Fix ABISS batch mode, remove silent fallback, skip model build on cache hit

Donglai Wei · claude · Donglai Wei · commit afa5ca04d355 · 2026-03-14T21:52:37.000-04:00
- ABISS batch merge-threshold: restore proper single-invocation mode (C++ binary
  already supports argv[8..N] batch thresholds natively), improve error message
- Remove silent _fallback_decode_connected_components that masked ABISS errors
  and produced garbage segmentations (0.918 vs 0.07 adapted_rand)

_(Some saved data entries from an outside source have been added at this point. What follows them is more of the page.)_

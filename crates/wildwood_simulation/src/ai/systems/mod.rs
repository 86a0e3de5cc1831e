//! AI systems (strategic layer logic)

pub mod fsm;
pub mod wander;

// Re-export all systems
pub use fsm::*;
pub use wander::*;
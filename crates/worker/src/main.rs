use anyhow::Context;
use chrono::NaiveDate;
use clap::Parser;
use std::sync::Arc;
use tracing_subscriber::EnvFilter;
use tracing_subscriber::{layer::SubscriberExt, util::SubscriberInitExt};

use stayfair_core::domain::hotel::StayRequest;
use stayfair_core::llm::anthropic::AnthropicClient;
use stayfair_core::pricing::error::PricingError;
use stayfair_core::pricing::orchestrator::PricingService;
use stayfair_core::pricing::PricingOptions;
use stayfair_core::storage::{lock, reference, PgPricingStore};

/// Pre-computes price predictions for every hotel in a city so that searches for the same stay
/// window are answered from the cache.
#[derive(Debug, Parser)]
#[command(name = "stayfair_worker")]
struct Args {
    /// City whose hotels are priced.
    #[arg(long)]
    city: String,

    /// Check-in date (YYYY-MM-DD).
    #[arg(long)]
    check_in: String,

    /// Check-out date (YYYY-MM-DD).
    #[arg(long)]
    check_out: String,

    #[arg(long, default_value_t = 2)]
    guests: u32,

    /// List the hotels that would be priced without calling the AI provider or writing.
    #[arg(long)]
    dry_run: bool,
}

#[tokio::main]
async fn main() -> anyhow::Result<()> {
    dotenvy::dotenv().ok();

    let settings = stayfair_core::config::Settings::from_env()?;
    let _sentry_guard = init_sentry(&settings);

    tracing_subscriber::registry()
        .with(EnvFilter::from_default_env())
        .with(tracing_subscriber::fmt::layer())
        .with(sentry_tracing::layer())
        .init();

    let args = Args::parse();

    let check_in = parse_date(&args.check_in).context("invalid --check-in")?;
    let check_out = parse_date(&args.check_out).context("invalid --check-out")?;
    anyhow::ensure!(
        check_out > check_in,
        "--check-out ({check_out}) must be after --check-in ({check_in})"
    );
    let city = args.city.trim().to_string();
    anyhow::ensure!(!city.is_empty(), "--city must be non-empty");

    let db_url = settings.require_database_url()?;

    let pool = sqlx::postgres::PgPoolOptions::new()
        .max_connections(5)
        .connect(db_url)
        .await
        .context("connect DATABASE_URL failed")?;

    stayfair_core::storage::migrate(&pool).await?;

    let hotels = reference::list_hotels_in_city(&pool, &city).await?;

    if args.dry_run {
        for hotel in &hotels {
            tracing::info!(hotel_id = %hotel.id, name = %hotel.name, "would price hotel");
        }
        tracing::info!(
            %city,
            %check_in,
            %check_out,
            dry_run = true,
            hotels_len = hotels.len(),
            "cache warm-up (dry-run)"
        );
        return Ok(());
    }

    let mut lock_conn = pool.acquire().await.context("acquire lock connection failed")?;
    let acquired =
        lock::try_acquire_warmup_lock(&mut *lock_conn, &city, check_in, check_out).await?;
    if !acquired {
        tracing::warn!(%city, %check_in, %check_out, "warm-up lock not acquired; another run in progress");
        return Ok(());
    }

    let llm = AnthropicClient::from_settings(&settings)?;
    let service = PricingService::new(
        Arc::new(PgPricingStore::new(pool.clone())),
        Some(Arc::new(llm)),
        PricingOptions::from_env(),
    );

    let mut priced = 0usize;
    let mut cached = 0usize;
    let mut failed = 0usize;

    for hotel in &hotels {
        let stay = StayRequest {
            hotel_id: hotel.id,
            city: city.clone(),
            check_in,
            check_out,
            guests: args.guests,
            budget_min: None,
            budget_max: None,
        };

        match service.recommend(stay).await {
            Ok(res) if res.cached => cached += 1,
            Ok(res) => {
                priced += 1;
                tracing::info!(
                    hotel_id = %hotel.id,
                    label = %res.ai_recommendation.fairness_label,
                    multiplier = res.adjusted_prices.multiplier,
                    "priced hotel"
                );
            }
            Err(PricingError::RateLimited) => {
                tracing::warn!(hotel_id = %hotel.id, "AI provider rate limited; stopping warm-up");
                failed += 1;
                break;
            }
            Err(err) => {
                failed += 1;
                let report = anyhow::anyhow!("{err:#}");
                sentry_anyhow::capture_anyhow(&report);
                tracing::error!(hotel_id = %hotel.id, error = %err, "pricing failed");
            }
        }
    }

    let _ = lock::release_warmup_lock(&mut *lock_conn, &city, check_in, check_out).await;

    tracing::info!(
        %city,
        %check_in,
        %check_out,
        hotels_len = hotels.len(),
        priced,
        cached,
        failed,
        "cache warm-up finished"
    );
    Ok(())
}

fn parse_date(s: &str) -> anyhow::Result<NaiveDate> {
    Ok(NaiveDate::parse_from_str(s.trim(), "%Y-%m-%d")?)
}

fn init_sentry(settings: &stayfair_core::config::Settings) -> Option<sentry::ClientInitGuard> {
    let dsn = settings.sentry_dsn.as_deref()?;
    Some(sentry::init((
        dsn,
        sentry::ClientOptions {
            release: sentry::release_name!(),
            ..Default::default()
        },
    )))
}
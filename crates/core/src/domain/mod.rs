pub mod contract;
pub mod hotel;
pub mod pricing;
pub mod recommendation;
pub mod anthropic;
pub mod error;
pub mod json;

/// A single prompt for a text completion.
#[derive(Debug, Clone)]
pub struct CompletionRequest {
    pub system: String,
    pub user: String,
}

#[derive(Debug, Clone, Copy, PartialEq, Eq)]
pub enum Provider {
    Anthropic,
}

impl Provider {
    pub fn as_str(self) -> &'static str {
        match self {
            Self::Anthropic => "anthropic",
        }
    }
}

#[async_trait::async_trait]
pub trait LlmClient: Send + Sync {
    fn provider(&self) -> Provider;

    /// Returns the raw completion text. Provider failures are reported as
    /// [`error::LlmDiagnosticsError`] inside the `anyhow::Error`.
    async fn complete(&self, req: CompletionRequest) -> anyhow::Result<String>;
}
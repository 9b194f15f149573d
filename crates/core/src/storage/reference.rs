use crate::domain::hotel::{CityDemand, CityPriceStats, Hotel};
use anyhow::Context;
use uuid::Uuid;

pub async fn fetch_hotel(pool: &sqlx::PgPool, hotel_id: Uuid) -> anyhow::Result<Option<Hotel>> {
    let row = sqlx::query_as::<_, (Uuid, String, String, Option<f64>, i32, f64)>(
        "SELECT id, name, city, rating, review_count, price_per_night \
         FROM hotels \
         WHERE id = $1",
    )
    .bind(hotel_id)
    .fetch_optional(pool)
    .await
    .with_context(|| format!("select hotels failed (id={hotel_id})"))?;

    Ok(row.map(
        |(id, name, city, rating, review_count, price_per_night)| Hotel {
            id,
            name,
            city,
            rating,
            review_count,
            price_per_night,
        },
    ))
}

pub async fn list_hotels_in_city(pool: &sqlx::PgPool, city: &str) -> anyhow::Result<Vec<Hotel>> {
    let rows = sqlx::query_as::<_, (Uuid, String, String, Option<f64>, i32, f64)>(
        "SELECT id, name, city, rating, review_count, price_per_night \
         FROM hotels \
         WHERE lower(city) = lower($1) \
         ORDER BY name ASC, id ASC",
    )
    .bind(city.trim())
    .fetch_all(pool)
    .await
    .with_context(|| format!("select hotels failed (city={city})"))?;

    Ok(rows
        .into_iter()
        .map(
            |(id, name, city, rating, review_count, price_per_night)| Hotel {
                id,
                name,
                city,
                rating,
                review_count,
                price_per_night,
            },
        )
        .collect())
}

pub async fn fetch_city_price_stats(
    pool: &sqlx::PgPool,
    city: &str,
) -> anyhow::Result<Option<CityPriceStats>> {
    let row = sqlx::query_as::<_, (Option<f64>, Option<f64>, Option<f64>)>(
        "SELECT min_price, avg_price, max_price \
         FROM city_price_stats \
         WHERE city_key = lower($1)",
    )
    .bind(city.trim())
    .fetch_optional(pool)
    .await
    .with_context(|| format!("select city_price_stats failed (city={city})"))?;

    Ok(match row {
        Some((Some(min), Some(avg), Some(max))) => Some(CityPriceStats { min, avg, max }),
        _ => None,
    })
}

pub async fn fetch_city_demand(
    pool: &sqlx::PgPool,
    city: &str,
) -> anyhow::Result<Option<CityDemand>> {
    let row = sqlx::query_as::<_, (String, String, String)>(
        "SELECT city, peak_months, events \
         FROM city_demand \
         WHERE lower(city) = lower($1)",
    )
    .bind(city.trim())
    .fetch_optional(pool)
    .await
    .with_context(|| format!("select city_demand failed (city={city})"))?;

    Ok(row.map(|(city, peak_months, events)| CityDemand {
        city,
        peak_months,
        events,
    }))
}
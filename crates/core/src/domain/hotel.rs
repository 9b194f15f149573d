use chrono::NaiveDate;
use serde::{Deserialize, Serialize};
use uuid::Uuid;

#[derive(Debug, Clone, PartialEq, Serialize, Deserialize)]
pub struct Hotel {
    pub id: Uuid,
    pub name: String,
    pub city: String,
    /// 0..=5, absent for hotels without reviews.
    pub rating: Option<f64>,
    pub review_count: i32,
    pub price_per_night: f64,
}

/// Nightly price aggregate across a city's hotel inventory.
#[derive(Debug, Clone, Copy, PartialEq, Serialize, Deserialize)]
pub struct CityPriceStats {
    pub min: f64,
    pub avg: f64,
    pub max: f64,
}

/// Raw demand text as stored per city.
///
/// `peak_months` is a comma-separated list of month numbers ("10,11,12") and `events` is a
/// semicolon-separated list of `Name (YYYY-MM-DD–YYYY-MM-DD)` entries (en-dash between dates).
#[derive(Debug, Clone, Default, PartialEq, Serialize, Deserialize)]
pub struct CityDemand {
    pub city: String,
    pub peak_months: String,
    pub events: String,
}

#[derive(Debug, Clone, PartialEq, Serialize, Deserialize)]
pub struct StayRequest {
    pub hotel_id: Uuid,
    pub city: String,
    pub check_in: NaiveDate,
    pub check_out: NaiveDate,
    pub guests: u32,
    #[serde(default)]
    pub budget_min: Option<f64>,
    #[serde(default)]
    pub budget_max: Option<f64>,
}

impl StayRequest {
    pub fn nights(&self) -> i64 {
        (self.check_out - self.check_in).num_days()
    }

    /// Rejects empty or inverted stays and inconsistent budgets.
    pub fn validate(&self) -> anyhow::Result<()> {
        anyhow::ensure!(!self.city.trim().is_empty(), "city must be non-empty");
        anyhow::ensure!(
            self.nights() > 0,
            "check_out ({}) must be after check_in ({})",
            self.check_out,
            self.check_in
        );
        anyhow::ensure!(self.guests >= 1, "guests must be at least 1");

        for (field, value) in [("budget_min", self.budget_min), ("budget_max", self.budget_max)] {
            if let Some(v) = value {
                anyhow::ensure!(
                    v.is_finite() && v >= 0.0,
                    "{field} must be a non-negative number (got {v})"
                );
            }
        }
        if let (Some(lo), Some(hi)) = (self.budget_min, self.budget_max) {
            anyhow::ensure!(lo <= hi, "budget_min ({lo}) must not exceed budget_max ({hi})");
        }
        Ok(())
    }
}

#[cfg(test)]
mod tests {
    use super::*;

    fn stay(check_in: (i32, u32, u32), check_out: (i32, u32, u32)) -> StayRequest {
        StayRequest {
            hotel_id: Uuid::nil(),
            city: "Jaipur".to_string(),
            check_in: NaiveDate::from_ymd_opt(check_in.0, check_in.1, check_in.2).unwrap(),
            check_out: NaiveDate::from_ymd_opt(check_out.0, check_out.1, check_out.2).unwrap(),
            guests: 2,
            budget_min: None,
            budget_max: None,
        }
    }

    #[test]
    fn counts_nights_between_dates() {
        assert_eq!(stay((2026, 10, 30), (2026, 11, 2)).nights(), 3);
    }

    #[test]
    fn rejects_zero_and_negative_stays() {
        assert!(stay((2026, 10, 30), (2026, 10, 30)).validate().is_err());
        assert!(stay((2026, 10, 30), (2026, 10, 29)).validate().is_err());
        assert!(stay((2026, 10, 30), (2026, 10, 31)).validate().is_ok());
    }

    #[test]
    fn rejects_inverted_budget() {
        let mut s = stay((2026, 10, 30), (2026, 11, 2));
        s.budget_min = Some(6000.0);
        s.budget_max = Some(4000.0);
        assert!(s.validate().is_err());

        s.budget_max = Some(6000.0);
        assert!(s.validate().is_ok());
    }

    #[test]
    fn rejects_zero_guests() {
        let mut s = stay((2026, 10, 30), (2026, 11, 2));
        s.guests = 0;
        assert!(s.validate().is_err());
    }
}
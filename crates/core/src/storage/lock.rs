use anyhow::Context;
use chrono::NaiveDate;

// Advisory locks are scoped to the Postgres session, so acquire and release must run on the same
// connection. Guards against concurrent cache warm-ups of the same city and stay window.
const LOCK_NAMESPACE: i32 = 0x5354_4159; // "STAY"

fn lock_name(city: &str, check_in: NaiveDate, check_out: NaiveDate) -> String {
    format!("{}:{check_in}:{check_out}", city.trim().to_lowercase())
}

pub async fn try_acquire_warmup_lock(
    conn: &mut sqlx::PgConnection,
    city: &str,
    check_in: NaiveDate,
    check_out: NaiveDate,
) -> anyhow::Result<bool> {
    let name = lock_name(city, check_in, check_out);
    let acquired: (bool,) = sqlx::query_as("SELECT pg_try_advisory_lock($1, hashtext($2))")
        .persistent(false)
        .bind(LOCK_NAMESPACE)
        .bind(&name)
        .fetch_one(&mut *conn)
        .await
        .with_context(|| format!("failed to acquire advisory lock (name={name})"))?;
    Ok(acquired.0)
}

pub async fn release_warmup_lock(
    conn: &mut sqlx::PgConnection,
    city: &str,
    check_in: NaiveDate,
    check_out: NaiveDate,
) -> anyhow::Result<()> {
    let name = lock_name(city, check_in, check_out);
    sqlx::query("SELECT pg_advisory_unlock($1, hashtext($2))")
        .persistent(false)
        .bind(LOCK_NAMESPACE)
        .bind(&name)
        .execute(&mut *conn)
        .await
        .with_context(|| format!("failed to release advisory lock (name={name})"))?;
    Ok(())
}

#[cfg(test)]
mod tests {
    use super::*;

    #[test]
    fn lock_name_ignores_city_case_and_padding() {
        let a = NaiveDate::from_ymd_opt(2026, 11, 6).unwrap();
        let b = NaiveDate::from_ymd_opt(2026, 11, 9).unwrap();
        assert_eq!(lock_name(" Jaipur", a, b), lock_name("jaipur", a, b));
        assert_eq!(lock_name("Jaipur", a, b), "jaipur:2026-11-06:2026-11-09");
    }
}
pub mod demand;
pub mod error;
pub mod events;
pub mod orchestrator;
pub mod range;
pub mod recommend;

use demand::DemandModel;

const DEFAULT_CACHE_TTL_HOURS: i64 = 24;

#[derive(Debug, Clone)]
pub struct PricingOptions {
    pub demand_model: DemandModel,

    /// How long a stored prediction is reused for the same hotel, city and dates.
    pub cache_ttl: chrono::Duration,

    /// Answer provider rate limits with the deterministic recommendation instead of a 429.
    pub fallback_on_rate_limit: bool,
}

impl Default for PricingOptions {
    fn default() -> Self {
        Self {
            demand_model: DemandModel::default(),
            cache_ttl: chrono::Duration::hours(DEFAULT_CACHE_TTL_HOURS),
            fallback_on_rate_limit: false,
        }
    }
}

impl PricingOptions {
    pub fn from_env() -> Self {
        let mut out = Self::default();

        if let Ok(s) = std::env::var("DEMAND_MODEL") {
            match s.parse::<DemandModel>() {
                Ok(model) => out.demand_model = model,
                Err(e) => tracing::warn!(error = %e, "ignoring DEMAND_MODEL"),
            }
        }

        if let Ok(s) = std::env::var("PREDICTION_CACHE_TTL_HOURS") {
            match s.parse::<i64>() {
                Ok(h) if h >= 0 => out.cache_ttl = chrono::Duration::hours(h),
                _ => tracing::warn!(value = %s, "ignoring PREDICTION_CACHE_TTL_HOURS"),
            }
        }

        if let Ok(s) = std::env::var("FALLBACK_ON_RATE_LIMIT") {
            out.fallback_on_rate_limit = matches!(
                s.trim().to_ascii_lowercase().as_str(),
                "1" | "true" | "yes"
            );
        }

        out
    }
}
use crate::domain::pricing::{DemandContext, PriceRange};
use crate::domain::recommendation::PriceRecommendation;
use crate::storage::{CachedPrediction, NewPrediction, PredictionKey};
use anyhow::Context;
use chrono::{DateTime, Utc};
use sqlx::types::Json;
use uuid::Uuid;

type PredictionRow = (
    Uuid,
    DateTime<Utc>,
    Json<PriceRange>,
    Json<PriceRange>,
    Json<DemandContext>,
    Json<PriceRecommendation>,
);

pub async fn find_fresh(
    pool: &sqlx::PgPool,
    key: &PredictionKey,
    fresh_since: DateTime<Utc>,
) -> anyhow::Result<Option<CachedPrediction>> {
    let row = sqlx::query_as::<_, PredictionRow>(
        "SELECT id, created_at, base_prices, adjusted_prices, demand_context, recommendation \
         FROM price_predictions \
         WHERE hotel_id = $1 AND city = $2 AND check_in = $3 AND check_out = $4 \
           AND created_at >= $5 \
         ORDER BY created_at DESC \
         LIMIT 1",
    )
    .bind(key.hotel_id)
    .bind(&key.city)
    .bind(key.check_in)
    .bind(key.check_out)
    .bind(fresh_since)
    .fetch_optional(pool)
    .await
    .context("select price_predictions failed")?;

    Ok(row.map(
        |(id, created_at, base_prices, adjusted_prices, demand_context, recommendation)| {
            CachedPrediction {
                id,
                created_at,
                base_prices: base_prices.0,
                adjusted_prices: adjusted_prices.0,
                demand_context: demand_context.0,
                recommendation: recommendation.0,
            }
        },
    ))
}

pub async fn insert(pool: &sqlx::PgPool, prediction: NewPrediction<'_>) -> anyhow::Result<Uuid> {
    let id = Uuid::new_v4();
    let key = prediction.key;

    sqlx::query(
        "INSERT INTO price_predictions \
         (id, hotel_id, city, check_in, check_out, base_prices, adjusted_prices, demand_context, \
          recommendation, source, provider, created_at) \
         VALUES ($1, $2, $3, $4, $5, $6, $7, $8, $9, $10, $11, $12)",
    )
    .bind(id)
    .bind(key.hotel_id)
    .bind(&key.city)
    .bind(key.check_in)
    .bind(key.check_out)
    .bind(Json(prediction.base_prices))
    .bind(Json(prediction.adjusted_prices))
    .bind(Json(prediction.demand_context))
    .bind(Json(prediction.recommendation))
    .bind(prediction.source.as_str())
    .bind(prediction.provider)
    .bind(prediction.created_at)
    .execute(pool)
    .await
    .context("insert price_predictions failed")?;

    Ok(id)
}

- Skip expensive model build + checkpoint load when cached _tta_prediction.h5
  files exist for all test/tune volumes (nn.Identity lightweight module)
- Add _skip_inference guard in test_pipeline to error early if cache miss
  occurs with a dummy model instead of running inference
- Fix on_test_end → on_test_epoch_end for Lightning self.log() compatibility

Co-Authored-By: Claude Opus 4.6 &lt;noreply@anthropic.com&gt;
diff --git a/connectomics/decoding/decoders/abiss.py b/connectomics/decoding/decoders/abiss.py
@@ -153,31 +153,6 @@ def _load_output(output_h5: Path, output_npy: Path, output_dataset: str) -> np.n
     return cast2dtype(seg)
 
 
-def _command_uses_run_abiss_single(cmd: str | Sequence[str]) -> bool:
-    if isinstance(cmd, str):
-        try:
-            tokens = shlex.split(cmd)
-        except ValueError:
-            return "run_abiss_single.py" in cmd
-        return any("run_abiss_single.py" in token for token in tokens)
-    return any("run_abiss_single.py" in str(token) for token in cmd)
-
-
-def _fallback_decode_connected_components(pred: np.ndarray) -> np.ndarray:
-    """Lightweight fallback when ABISS executable dependencies are unavailable."""
-    from scipy import ndimage as ndi
-
-    if pred.ndim == 4:
-        if pred.shape[0] == 1:
-            foreground = pred[0] > 0.5
-        else:
-            foreground = np.max(pred, axis=0) > 0.5
-    else:
-        foreground = pred > 0.5
-
-    labeled, _ = ndi.label(foreground.astype(np.uint8, copy=False))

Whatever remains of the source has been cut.